— Work task —
Return the following from the records below: each line, word for word, starting with the line that contains "let translator = match" and going on through the line that contains "if let Some(fields)", with nothing outside that range.

— Listed entries —
--------------------------------

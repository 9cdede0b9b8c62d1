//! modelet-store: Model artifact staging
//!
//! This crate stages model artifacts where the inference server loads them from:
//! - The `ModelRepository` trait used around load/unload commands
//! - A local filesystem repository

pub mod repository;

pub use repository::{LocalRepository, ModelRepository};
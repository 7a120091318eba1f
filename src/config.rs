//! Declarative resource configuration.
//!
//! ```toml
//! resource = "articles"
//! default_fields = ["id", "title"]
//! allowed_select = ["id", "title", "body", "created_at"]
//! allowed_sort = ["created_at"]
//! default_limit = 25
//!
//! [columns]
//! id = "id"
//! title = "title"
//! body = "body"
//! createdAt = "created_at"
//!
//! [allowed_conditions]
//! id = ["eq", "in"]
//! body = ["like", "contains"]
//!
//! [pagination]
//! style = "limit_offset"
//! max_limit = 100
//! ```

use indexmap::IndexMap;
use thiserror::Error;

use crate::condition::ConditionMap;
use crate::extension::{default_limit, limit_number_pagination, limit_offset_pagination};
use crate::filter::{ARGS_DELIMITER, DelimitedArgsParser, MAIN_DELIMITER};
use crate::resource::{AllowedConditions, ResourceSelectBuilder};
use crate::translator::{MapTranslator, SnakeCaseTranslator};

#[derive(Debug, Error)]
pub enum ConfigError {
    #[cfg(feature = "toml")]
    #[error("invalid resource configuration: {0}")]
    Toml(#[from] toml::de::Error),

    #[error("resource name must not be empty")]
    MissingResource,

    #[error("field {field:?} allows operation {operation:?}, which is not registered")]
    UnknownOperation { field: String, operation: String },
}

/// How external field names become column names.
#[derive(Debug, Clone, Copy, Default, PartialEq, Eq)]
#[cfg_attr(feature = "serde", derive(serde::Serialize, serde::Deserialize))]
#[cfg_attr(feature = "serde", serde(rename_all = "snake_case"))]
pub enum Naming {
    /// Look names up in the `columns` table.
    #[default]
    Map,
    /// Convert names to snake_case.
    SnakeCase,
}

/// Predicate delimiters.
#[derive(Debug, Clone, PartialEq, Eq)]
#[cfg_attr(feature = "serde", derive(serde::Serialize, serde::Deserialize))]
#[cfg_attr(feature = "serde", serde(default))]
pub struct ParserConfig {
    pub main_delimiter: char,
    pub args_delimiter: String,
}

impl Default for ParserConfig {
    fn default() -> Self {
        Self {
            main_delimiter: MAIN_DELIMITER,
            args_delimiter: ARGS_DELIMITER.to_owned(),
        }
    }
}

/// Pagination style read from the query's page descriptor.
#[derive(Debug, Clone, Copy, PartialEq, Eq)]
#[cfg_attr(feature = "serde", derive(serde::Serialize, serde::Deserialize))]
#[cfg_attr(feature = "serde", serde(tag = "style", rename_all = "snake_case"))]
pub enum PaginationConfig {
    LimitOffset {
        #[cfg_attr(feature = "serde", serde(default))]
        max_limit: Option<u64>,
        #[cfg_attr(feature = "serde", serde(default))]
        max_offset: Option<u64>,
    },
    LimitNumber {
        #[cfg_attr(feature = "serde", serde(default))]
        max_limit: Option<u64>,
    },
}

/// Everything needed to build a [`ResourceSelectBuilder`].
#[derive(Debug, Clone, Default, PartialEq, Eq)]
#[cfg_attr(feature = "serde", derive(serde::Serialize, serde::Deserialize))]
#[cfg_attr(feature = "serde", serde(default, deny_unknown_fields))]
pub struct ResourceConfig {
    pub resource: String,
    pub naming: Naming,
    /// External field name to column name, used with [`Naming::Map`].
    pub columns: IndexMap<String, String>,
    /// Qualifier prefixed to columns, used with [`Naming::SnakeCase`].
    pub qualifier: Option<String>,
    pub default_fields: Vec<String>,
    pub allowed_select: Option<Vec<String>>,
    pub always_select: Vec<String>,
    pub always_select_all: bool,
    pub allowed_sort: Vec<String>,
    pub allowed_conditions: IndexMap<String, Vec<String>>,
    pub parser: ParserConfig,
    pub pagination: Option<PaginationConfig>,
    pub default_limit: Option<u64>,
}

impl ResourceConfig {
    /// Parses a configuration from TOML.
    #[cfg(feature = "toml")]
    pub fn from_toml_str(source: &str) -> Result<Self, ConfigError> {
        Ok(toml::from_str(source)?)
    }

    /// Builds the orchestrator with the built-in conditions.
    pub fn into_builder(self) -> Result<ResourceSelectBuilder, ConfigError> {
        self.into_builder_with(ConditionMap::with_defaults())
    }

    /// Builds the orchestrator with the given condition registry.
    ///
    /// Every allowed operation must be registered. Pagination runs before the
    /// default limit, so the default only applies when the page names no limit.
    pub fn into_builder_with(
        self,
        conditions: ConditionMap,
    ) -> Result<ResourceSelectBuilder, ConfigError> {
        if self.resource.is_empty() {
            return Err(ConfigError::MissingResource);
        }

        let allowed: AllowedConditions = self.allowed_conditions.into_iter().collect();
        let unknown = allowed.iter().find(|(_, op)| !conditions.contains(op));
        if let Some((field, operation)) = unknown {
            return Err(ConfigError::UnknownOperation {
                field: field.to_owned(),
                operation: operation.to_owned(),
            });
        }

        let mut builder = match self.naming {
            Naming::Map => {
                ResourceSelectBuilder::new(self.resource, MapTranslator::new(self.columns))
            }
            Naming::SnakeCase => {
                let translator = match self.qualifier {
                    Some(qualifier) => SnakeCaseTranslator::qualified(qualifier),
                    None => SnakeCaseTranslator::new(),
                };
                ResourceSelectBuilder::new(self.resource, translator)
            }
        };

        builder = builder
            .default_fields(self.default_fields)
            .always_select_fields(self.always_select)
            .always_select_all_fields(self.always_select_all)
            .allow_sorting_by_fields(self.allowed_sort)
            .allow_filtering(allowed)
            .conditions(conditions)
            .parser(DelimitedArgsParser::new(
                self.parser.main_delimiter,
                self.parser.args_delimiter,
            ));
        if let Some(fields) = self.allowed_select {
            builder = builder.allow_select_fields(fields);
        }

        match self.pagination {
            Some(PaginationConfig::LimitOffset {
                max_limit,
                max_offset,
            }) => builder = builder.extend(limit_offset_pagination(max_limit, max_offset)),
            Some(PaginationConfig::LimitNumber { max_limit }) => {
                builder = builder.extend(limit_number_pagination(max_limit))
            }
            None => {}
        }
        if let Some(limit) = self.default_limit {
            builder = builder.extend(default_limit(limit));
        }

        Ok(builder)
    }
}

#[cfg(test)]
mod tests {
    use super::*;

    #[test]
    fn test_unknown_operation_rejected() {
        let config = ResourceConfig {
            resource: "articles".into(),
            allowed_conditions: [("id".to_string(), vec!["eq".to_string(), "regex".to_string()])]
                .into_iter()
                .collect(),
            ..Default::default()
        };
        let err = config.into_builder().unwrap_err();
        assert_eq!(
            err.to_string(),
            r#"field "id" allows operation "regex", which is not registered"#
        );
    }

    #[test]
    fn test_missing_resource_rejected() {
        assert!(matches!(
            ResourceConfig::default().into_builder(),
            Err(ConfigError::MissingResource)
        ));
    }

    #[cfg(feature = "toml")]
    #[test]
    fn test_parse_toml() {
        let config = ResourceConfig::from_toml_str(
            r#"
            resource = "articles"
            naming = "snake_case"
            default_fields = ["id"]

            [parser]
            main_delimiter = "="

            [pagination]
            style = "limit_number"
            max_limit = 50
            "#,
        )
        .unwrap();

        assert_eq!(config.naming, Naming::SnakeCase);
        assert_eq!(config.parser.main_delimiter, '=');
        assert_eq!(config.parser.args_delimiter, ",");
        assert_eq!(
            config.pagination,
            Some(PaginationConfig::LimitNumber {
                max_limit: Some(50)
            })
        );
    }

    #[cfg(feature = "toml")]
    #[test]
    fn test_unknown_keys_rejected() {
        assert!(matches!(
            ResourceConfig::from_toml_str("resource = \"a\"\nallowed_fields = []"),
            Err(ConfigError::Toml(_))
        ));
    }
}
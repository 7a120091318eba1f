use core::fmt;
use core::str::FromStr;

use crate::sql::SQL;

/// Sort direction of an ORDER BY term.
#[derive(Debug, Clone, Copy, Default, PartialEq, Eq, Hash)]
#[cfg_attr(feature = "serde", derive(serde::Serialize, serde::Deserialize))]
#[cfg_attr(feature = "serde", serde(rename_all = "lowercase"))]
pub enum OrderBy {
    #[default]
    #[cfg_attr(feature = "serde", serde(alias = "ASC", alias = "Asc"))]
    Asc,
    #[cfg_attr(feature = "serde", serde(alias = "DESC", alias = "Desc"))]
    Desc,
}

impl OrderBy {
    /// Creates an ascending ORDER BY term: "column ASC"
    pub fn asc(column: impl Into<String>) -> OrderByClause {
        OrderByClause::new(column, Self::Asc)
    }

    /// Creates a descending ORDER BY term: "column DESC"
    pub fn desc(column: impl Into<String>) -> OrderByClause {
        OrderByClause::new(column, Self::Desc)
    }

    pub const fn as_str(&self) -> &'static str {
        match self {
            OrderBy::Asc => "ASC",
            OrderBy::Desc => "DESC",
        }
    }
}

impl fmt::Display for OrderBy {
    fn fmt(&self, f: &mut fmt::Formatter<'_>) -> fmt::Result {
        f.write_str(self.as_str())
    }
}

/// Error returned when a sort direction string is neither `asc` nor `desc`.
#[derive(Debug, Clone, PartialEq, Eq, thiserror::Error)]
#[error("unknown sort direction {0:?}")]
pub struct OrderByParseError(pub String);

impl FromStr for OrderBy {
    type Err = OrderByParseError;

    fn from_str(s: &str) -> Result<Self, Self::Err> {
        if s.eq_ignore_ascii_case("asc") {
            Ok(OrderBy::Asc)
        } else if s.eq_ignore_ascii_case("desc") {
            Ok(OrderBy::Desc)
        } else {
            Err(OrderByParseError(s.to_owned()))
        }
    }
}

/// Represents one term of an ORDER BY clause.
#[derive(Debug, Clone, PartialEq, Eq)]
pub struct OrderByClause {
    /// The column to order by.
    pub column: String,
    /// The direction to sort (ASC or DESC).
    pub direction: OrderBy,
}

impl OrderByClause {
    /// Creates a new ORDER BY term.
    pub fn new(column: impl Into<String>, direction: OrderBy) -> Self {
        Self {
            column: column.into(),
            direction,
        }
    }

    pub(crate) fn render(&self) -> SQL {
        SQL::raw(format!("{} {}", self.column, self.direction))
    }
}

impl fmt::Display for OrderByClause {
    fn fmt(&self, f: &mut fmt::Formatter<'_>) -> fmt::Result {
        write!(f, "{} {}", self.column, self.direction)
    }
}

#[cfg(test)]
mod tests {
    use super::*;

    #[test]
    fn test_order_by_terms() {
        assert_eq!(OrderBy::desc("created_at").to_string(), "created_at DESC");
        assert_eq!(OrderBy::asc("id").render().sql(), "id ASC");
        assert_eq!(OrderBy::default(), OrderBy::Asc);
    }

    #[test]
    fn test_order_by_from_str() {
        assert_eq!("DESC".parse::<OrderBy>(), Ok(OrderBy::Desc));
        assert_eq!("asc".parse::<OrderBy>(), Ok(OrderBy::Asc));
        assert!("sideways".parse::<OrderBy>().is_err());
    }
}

--------------------------------

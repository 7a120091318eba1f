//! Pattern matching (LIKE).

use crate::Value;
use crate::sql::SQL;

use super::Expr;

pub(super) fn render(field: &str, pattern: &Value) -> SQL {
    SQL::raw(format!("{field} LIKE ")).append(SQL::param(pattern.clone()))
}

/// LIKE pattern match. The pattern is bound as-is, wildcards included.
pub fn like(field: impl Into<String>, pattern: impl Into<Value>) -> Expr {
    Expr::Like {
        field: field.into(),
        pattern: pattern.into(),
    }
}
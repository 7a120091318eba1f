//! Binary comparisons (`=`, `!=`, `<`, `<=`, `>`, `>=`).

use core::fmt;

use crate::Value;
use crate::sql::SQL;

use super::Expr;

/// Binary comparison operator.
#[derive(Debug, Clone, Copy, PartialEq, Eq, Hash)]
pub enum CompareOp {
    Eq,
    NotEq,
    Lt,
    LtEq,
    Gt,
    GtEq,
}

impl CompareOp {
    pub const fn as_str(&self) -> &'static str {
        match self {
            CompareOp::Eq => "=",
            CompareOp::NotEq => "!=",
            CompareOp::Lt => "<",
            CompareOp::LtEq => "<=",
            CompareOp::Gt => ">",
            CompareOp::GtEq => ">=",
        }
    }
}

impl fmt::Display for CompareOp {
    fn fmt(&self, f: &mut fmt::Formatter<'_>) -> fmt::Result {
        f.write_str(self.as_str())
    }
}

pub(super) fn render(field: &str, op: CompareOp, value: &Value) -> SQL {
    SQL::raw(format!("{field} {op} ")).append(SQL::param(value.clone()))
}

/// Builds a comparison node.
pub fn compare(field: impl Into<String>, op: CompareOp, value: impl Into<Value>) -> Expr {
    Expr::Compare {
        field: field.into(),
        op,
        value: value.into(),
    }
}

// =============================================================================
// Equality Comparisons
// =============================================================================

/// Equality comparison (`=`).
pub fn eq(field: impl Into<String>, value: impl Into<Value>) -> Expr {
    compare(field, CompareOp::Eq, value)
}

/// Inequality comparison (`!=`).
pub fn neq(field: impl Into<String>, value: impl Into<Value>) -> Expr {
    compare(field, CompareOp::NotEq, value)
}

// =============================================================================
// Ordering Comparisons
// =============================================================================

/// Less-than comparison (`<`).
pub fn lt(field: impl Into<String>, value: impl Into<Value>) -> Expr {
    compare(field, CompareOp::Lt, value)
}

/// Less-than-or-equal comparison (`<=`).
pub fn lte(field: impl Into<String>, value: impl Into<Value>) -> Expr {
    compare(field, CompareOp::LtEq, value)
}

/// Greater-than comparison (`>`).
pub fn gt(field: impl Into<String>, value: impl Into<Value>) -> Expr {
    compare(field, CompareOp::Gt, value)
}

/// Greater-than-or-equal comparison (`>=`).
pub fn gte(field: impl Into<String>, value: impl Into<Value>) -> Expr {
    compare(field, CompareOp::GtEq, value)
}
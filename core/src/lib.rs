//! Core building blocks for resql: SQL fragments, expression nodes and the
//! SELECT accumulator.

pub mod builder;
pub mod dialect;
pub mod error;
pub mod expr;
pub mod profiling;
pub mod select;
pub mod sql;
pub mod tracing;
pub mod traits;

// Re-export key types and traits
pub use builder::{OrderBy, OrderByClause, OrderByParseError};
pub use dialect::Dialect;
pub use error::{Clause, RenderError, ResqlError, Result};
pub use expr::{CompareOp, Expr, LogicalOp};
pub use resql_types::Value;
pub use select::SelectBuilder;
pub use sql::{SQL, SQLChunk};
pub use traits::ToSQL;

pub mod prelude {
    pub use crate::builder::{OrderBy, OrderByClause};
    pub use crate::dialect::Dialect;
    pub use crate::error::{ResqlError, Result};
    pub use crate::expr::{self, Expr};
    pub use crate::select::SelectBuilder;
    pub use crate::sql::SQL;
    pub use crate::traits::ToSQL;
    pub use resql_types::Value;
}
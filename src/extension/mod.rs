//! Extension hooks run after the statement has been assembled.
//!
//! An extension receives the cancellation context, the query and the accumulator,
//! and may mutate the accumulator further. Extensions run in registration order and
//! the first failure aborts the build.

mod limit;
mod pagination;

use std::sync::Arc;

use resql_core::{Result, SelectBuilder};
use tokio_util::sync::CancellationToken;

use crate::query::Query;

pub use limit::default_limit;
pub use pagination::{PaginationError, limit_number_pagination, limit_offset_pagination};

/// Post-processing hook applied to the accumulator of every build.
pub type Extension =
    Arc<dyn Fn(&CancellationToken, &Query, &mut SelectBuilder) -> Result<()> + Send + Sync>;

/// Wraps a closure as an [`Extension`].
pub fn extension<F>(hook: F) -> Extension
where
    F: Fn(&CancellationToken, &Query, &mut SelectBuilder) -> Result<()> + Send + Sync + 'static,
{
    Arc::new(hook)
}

--------------------------------

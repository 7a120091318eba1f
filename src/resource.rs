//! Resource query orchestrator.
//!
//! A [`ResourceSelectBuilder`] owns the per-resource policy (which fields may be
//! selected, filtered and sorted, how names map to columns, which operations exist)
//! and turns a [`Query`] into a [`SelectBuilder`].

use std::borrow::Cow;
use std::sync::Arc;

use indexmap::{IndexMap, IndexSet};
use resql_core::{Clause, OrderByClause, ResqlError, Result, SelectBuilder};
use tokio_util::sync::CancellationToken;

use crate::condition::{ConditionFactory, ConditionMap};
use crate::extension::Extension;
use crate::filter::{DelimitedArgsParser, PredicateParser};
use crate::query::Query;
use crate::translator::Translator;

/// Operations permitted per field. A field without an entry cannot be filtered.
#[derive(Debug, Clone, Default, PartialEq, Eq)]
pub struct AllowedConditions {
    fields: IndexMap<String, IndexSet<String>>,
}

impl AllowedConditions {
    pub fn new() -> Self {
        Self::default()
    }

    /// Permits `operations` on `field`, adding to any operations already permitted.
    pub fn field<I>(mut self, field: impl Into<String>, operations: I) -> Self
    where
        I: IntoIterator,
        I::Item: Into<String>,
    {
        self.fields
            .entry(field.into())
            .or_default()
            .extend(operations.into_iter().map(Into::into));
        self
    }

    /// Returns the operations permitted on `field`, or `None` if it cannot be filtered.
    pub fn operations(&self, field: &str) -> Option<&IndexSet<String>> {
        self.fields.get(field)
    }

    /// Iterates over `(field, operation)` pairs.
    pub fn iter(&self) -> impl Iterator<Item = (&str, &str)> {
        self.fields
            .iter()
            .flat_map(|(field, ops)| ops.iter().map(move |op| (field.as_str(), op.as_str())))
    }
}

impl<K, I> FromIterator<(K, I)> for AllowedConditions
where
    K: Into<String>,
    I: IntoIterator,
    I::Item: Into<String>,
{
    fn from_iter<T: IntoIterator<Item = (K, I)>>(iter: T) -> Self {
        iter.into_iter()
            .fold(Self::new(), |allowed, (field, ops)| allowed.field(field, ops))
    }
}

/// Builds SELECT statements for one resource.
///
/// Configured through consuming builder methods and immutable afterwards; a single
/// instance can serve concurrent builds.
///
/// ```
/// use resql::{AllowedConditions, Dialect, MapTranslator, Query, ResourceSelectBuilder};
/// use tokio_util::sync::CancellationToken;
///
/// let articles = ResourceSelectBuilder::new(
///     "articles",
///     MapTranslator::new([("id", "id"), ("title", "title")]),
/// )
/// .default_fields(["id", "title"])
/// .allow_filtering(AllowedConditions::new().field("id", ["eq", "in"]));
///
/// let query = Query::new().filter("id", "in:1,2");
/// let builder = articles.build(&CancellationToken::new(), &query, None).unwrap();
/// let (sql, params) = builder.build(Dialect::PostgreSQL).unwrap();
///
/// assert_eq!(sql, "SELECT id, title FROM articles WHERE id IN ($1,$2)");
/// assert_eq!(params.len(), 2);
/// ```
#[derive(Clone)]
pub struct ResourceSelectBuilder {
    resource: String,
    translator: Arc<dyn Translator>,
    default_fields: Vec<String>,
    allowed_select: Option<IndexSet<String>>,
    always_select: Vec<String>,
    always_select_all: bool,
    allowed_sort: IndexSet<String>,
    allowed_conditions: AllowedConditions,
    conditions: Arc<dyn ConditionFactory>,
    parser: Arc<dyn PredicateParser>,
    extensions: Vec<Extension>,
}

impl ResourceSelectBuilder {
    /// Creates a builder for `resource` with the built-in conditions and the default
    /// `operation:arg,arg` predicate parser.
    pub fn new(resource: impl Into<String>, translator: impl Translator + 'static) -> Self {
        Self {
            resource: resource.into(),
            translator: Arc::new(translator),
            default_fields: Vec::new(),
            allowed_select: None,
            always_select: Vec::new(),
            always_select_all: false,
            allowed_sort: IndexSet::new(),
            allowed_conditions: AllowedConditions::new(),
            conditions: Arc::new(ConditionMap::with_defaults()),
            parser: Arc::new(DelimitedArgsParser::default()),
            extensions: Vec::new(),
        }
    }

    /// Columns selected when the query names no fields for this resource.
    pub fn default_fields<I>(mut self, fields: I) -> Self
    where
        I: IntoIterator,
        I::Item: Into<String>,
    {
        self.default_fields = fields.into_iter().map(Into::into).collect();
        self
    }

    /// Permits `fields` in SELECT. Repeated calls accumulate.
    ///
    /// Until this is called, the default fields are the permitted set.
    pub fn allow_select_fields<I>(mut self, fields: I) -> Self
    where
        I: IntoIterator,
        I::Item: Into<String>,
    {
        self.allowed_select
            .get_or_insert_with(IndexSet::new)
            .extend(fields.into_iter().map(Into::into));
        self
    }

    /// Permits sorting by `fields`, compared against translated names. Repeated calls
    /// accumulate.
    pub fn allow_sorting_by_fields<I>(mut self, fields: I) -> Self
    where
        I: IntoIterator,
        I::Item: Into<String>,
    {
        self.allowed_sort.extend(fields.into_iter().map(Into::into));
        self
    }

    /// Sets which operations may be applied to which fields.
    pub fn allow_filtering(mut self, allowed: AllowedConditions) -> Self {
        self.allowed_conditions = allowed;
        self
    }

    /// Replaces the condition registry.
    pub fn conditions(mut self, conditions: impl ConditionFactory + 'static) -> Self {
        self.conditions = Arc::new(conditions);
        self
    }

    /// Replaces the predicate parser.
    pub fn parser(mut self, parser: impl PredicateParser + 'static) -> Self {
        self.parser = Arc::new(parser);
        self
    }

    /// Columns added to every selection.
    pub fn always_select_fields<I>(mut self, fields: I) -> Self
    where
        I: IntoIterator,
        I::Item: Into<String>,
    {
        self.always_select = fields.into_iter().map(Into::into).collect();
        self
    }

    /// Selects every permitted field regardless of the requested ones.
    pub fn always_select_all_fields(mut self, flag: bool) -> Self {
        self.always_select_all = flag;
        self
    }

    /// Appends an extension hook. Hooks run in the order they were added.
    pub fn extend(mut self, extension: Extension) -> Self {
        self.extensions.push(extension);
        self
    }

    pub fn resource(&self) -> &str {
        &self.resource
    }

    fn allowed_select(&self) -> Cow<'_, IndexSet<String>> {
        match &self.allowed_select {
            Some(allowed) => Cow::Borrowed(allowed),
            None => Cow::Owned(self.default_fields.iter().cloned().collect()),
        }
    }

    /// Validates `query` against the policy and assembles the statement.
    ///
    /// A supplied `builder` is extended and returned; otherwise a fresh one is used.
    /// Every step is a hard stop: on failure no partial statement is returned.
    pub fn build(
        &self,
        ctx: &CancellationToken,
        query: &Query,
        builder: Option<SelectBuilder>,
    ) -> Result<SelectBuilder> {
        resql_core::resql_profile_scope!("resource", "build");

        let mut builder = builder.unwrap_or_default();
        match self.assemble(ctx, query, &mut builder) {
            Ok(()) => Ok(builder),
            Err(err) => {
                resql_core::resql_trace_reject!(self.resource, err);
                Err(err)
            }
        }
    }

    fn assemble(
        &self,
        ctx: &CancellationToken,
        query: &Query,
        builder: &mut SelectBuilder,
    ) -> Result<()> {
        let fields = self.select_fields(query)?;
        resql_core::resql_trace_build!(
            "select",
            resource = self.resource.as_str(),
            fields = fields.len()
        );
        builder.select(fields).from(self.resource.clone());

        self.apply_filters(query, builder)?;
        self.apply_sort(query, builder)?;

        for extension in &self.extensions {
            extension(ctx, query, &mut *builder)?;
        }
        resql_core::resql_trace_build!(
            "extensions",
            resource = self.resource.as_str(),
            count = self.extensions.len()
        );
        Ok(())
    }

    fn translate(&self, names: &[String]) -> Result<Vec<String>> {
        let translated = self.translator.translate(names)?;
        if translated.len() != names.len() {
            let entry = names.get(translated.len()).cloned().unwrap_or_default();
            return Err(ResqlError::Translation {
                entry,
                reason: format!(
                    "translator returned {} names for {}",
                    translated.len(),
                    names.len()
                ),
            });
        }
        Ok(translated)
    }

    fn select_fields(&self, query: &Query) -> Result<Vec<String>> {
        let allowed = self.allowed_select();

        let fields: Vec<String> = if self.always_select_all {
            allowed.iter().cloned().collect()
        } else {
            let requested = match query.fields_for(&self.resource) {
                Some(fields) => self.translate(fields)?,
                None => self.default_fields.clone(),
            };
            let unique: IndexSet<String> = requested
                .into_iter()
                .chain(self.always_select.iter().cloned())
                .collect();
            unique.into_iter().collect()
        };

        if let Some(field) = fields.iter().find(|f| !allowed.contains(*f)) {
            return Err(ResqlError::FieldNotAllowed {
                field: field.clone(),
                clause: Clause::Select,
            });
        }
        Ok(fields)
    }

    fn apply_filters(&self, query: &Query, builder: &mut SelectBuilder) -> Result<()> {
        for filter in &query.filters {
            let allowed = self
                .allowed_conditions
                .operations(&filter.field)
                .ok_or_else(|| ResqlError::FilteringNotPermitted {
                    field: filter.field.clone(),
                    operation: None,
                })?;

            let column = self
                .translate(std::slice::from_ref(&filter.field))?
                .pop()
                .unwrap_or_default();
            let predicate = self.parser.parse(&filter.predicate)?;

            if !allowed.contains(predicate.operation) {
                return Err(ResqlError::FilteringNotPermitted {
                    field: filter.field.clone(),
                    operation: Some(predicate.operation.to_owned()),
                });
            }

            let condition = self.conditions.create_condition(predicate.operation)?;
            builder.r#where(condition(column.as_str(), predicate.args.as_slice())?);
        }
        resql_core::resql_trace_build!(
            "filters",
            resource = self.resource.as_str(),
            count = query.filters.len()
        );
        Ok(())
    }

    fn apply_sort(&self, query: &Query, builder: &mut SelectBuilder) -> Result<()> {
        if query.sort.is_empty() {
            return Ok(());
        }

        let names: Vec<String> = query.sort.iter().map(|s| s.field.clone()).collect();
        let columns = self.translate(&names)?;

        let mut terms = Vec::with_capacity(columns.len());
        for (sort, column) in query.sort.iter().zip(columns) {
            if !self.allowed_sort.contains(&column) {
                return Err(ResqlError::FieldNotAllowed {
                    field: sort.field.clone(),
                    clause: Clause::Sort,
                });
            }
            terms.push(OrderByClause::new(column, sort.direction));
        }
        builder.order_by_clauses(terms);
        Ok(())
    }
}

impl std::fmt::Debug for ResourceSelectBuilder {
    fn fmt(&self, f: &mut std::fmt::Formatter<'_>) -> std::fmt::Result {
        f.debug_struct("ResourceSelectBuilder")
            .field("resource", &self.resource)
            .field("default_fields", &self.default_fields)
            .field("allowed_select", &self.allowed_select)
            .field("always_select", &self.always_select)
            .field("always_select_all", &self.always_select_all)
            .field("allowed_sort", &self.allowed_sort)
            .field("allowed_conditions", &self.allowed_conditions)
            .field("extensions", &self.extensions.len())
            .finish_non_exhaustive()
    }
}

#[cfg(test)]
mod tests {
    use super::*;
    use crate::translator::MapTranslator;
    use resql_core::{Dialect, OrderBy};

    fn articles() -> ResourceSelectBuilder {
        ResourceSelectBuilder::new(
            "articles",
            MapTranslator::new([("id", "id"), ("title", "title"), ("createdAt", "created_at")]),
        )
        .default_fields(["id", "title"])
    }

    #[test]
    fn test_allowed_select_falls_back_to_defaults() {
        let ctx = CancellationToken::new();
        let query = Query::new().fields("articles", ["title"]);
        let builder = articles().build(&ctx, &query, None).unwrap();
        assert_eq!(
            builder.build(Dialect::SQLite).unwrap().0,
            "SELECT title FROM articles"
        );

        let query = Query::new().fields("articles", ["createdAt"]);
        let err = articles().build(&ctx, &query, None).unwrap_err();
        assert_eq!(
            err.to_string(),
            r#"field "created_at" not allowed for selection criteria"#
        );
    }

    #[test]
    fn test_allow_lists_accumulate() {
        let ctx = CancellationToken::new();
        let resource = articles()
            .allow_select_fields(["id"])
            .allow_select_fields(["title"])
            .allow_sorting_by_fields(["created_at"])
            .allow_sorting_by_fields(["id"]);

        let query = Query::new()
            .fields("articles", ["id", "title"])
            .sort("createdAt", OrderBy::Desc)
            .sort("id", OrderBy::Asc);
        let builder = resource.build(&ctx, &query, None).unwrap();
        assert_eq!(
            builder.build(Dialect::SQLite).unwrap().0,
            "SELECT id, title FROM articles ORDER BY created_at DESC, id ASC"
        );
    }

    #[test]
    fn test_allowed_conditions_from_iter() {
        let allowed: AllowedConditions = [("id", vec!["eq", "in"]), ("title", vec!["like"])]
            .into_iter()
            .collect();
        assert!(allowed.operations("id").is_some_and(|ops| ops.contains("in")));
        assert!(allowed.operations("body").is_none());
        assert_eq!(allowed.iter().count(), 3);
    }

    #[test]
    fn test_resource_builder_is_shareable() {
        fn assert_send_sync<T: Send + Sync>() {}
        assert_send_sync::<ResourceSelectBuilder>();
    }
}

--------------------------------

— Solved exercise —
                let translator = match self.qualifier {
                    Some(qualifier) => SnakeCaseTranslator::qualified(qualifier),
                    None => SnakeCaseTranslator::new(),
                };
                ResourceSelectBuilder::new(self.resource, translator)
            }
        };

        builder = builder
            .default_fields(self.default_fields)
            .always_select_fields(self.always_select)
            .always_select_all_fields(self.always_select_all)
            .allow_sorting_by_fields(self.allowed_sort)
            .allow_filtering(allowed)
            .conditions(conditions)
            .parser(DelimitedArgsParser::new(
                self.parser.main_delimiter,
                self.parser.args_delimiter,
            ));
        if let Some(fields) = self.allowed_select {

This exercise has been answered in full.